The high court’s majority sympathized with Caperton’s defense, trading judicial discretion for an “objective recusal standard” that establishes a concrete separation between honesty and impropriety. However, our standard burden of proof requires the accuser to prove actual bias; no one in the American legal system is expected to prove themselves innocent, but only to be proven guilty. Chief Justice Roberts says this protects against court manipulation, and limits mandatory recusals to specific Constitutional requirements: a judge’s financial interest in the outcome, or the judge as a defendant. Where can the line ever be drawn?

James Bopp, Jr., General Counsel for the James Madison Center for Free Speech, filed an amicus brief supporting Benjamin’s right to adjudicate without proof of any actual bias. "If someone wants to manipulate justice, mandatory recusal based on campaign spending makes it easy to do so.
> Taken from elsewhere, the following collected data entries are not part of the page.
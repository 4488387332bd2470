//! API clients: wallet signing, credential lifecycle, discovery,
//! execution, and public position data

pub mod auth;
pub mod clob;
pub mod credentials;
pub mod data;
pub mod gamma;

pub use auth::{OrderSigningData, Venue, WalletSigner};
pub use clob::ExecutionClient;
pub use credentials::{ApiCredentials, CredentialManager};
pub use data::PositionsClient;
pub use gamma::{DiscoveryClient, MarketFilters};
//! Opportunity scanner
//!
//! Lists candidate markets, runs the probability rule engine, and turns
//! sufficient edges into Kelly-sized opportunities. Opportunities are
//! projections of a single scan; nothing here is persisted.

pub mod kelly;
pub mod rules;

pub use kelly::{kelly_size, KellySize, MAX_BANKROLL_FRACTION};
pub use rules::{estimate_probability, Estimate, ScanContext, MIN_CONFIDENCE};

use crate::client::{DiscoveryClient, MarketFilters};
use crate::config::{RiskConfig, StrategyConfig};
use crate::types::{Market, Opportunity};
use chrono::{DateTime, Utc};
use rust_decimal::Decimal;
use tracing::{debug, info};

/// Scans the discovery feed for mispriced binary markets
pub struct OpportunityScanner {
    discovery: DiscoveryClient,
    config: StrategyConfig,
    risk: RiskConfig,
}

impl OpportunityScanner {
    pub fn new(discovery: DiscoveryClient, config: StrategyConfig, risk: RiskConfig) -> Self {
        Self {
            discovery,
            config,
            risk,
        }
    }

    /// One full scan pass. Results are sorted by `edge * stake`, an
    /// expected-value proxy.
    pub async fn scan(&self, bankroll: Decimal, ctx: &ScanContext) -> Vec<Opportunity> {
        let filters = MarketFilters {
            min_liquidity: self.config.min_liquidity_usd,
            max_days_to_resolution: self.config.max_days_to_resolution,
            active_only: true,
            limit: self.config.market_page_limit,
        };
        let markets = self.discovery.list_markets(&filters).await;
        let now = Utc::now();

        // Sizing never touches the reserved balance
        let effective_bankroll = (bankroll - self.risk.min_balance_reserve).max(Decimal::ZERO);

        let mut opportunities: Vec<Opportunity> = markets
            .iter()
            .flat_map(|m| self.evaluate_market(m, ctx, effective_bankroll, now))
            .collect();

        opportunities.sort_by(|a, b| b.score().cmp(&a.score()));
        info!(
            markets = markets.len(),
            opportunities = opportunities.len(),
            "Scan complete"
        );
        opportunities
    }

    /// Evaluate both outcome sides of one market against the estimator
    pub fn evaluate_market(
        &self,
        market: &Market,
        ctx: &ScanContext,
        bankroll: Decimal,
        now: DateTime<Utc>,
    ) -> Vec<Opportunity> {
        let estimate = estimate_probability(market, ctx, now);
        if estimate.confidence < MIN_CONFIDENCE {
            return Vec::new();
        }

        let mut found = Vec::new();
        for token in &market.tokens {
            // The estimator prices the Yes outcome; the No side is its
            // complement
            let q = if token.outcome.eq_ignore_ascii_case("yes") {
                estimate.probability
            } else {
                Decimal::ONE - estimate.probability
            };
            let p = token.price;
            let edge = q - p;
            if edge < self.config.min_edge {
                continue;
            }

            let size = kelly_size(p, q, bankroll, self.config.kelly_fraction, self.config.min_edge);
            if size.usd < self.config.min_stake_usd {
                debug!(
                    condition_id = %market.condition_id,
                    outcome = %token.outcome,
                    "Edge found but stake below floor"
                );
                continue;
            }

            found.push(Opportunity {
                condition_id: market.condition_id.clone(),
                question: market.question.clone(),
                end_date: market.end_date,
                token_id: token.token_id.clone(),
                outcome: token.outcome.clone(),
                estimated_probability: q,
                market_price: p,
                edge,
                recommended_stake: size.usd,
                rationale: estimate.rationale.clone(),
            });
        }
        found
    }
}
All a party has to do is donate to judges they don’t think are favorable to them, and they can ensure that judge will never hear their case. Effectively, this is little more than an attempt to second guess the voters’ decision and undermine the existence of judicial elections."

With this recent ruling of the United States Supreme Court, a slippery slope has formed that is sure to yield more power to manipulative parties that argue technical process rather than the facts of the case. Opening the door for such manipulation, something must have disrupted the system to arrive at this conclusion. If the problem is Blankenship’s active interest in elected officials, he has a right to donate to and advocate issues freely. If this problem highlights a rogue court Justice, Benjamin previously issued a solid opinion, defending his right to rule based upon the absence of actual bias.

In this highly charged legal battle, the overarching dilemma rests between merit-based judicial appointments and elective means of selecting judicial candidates – and how we hold our judges and justices accountable. Without proposing massive policy changes toward non-partisan elections, the citizens of West Virginia must demand more dialogue before judicial elections to ask the tough questions of candidates and his or her opinions on specific issues. Moving forward, residents of the Mountain State must know whom they are selecting before seemingly hypothetical issues face subjective appeal to the United States Supreme Court. The questions are not: whether Blankenship is a crook, Benjamin is unethical, or whether the system is broken because politics reign over justice. The questions should be: whom are we electing, what does he or she stand for, and will they represent the interests of West Virginia within the law? Since many issues are determined subjectively with the “I know it when I see it” test, it is wise to know who is judging our fate and if they are qualified to assume the powers and responsibilities of a judge. If we elect judges through the political process, let them judge. If politics are the problem, let’s talk about how we select them.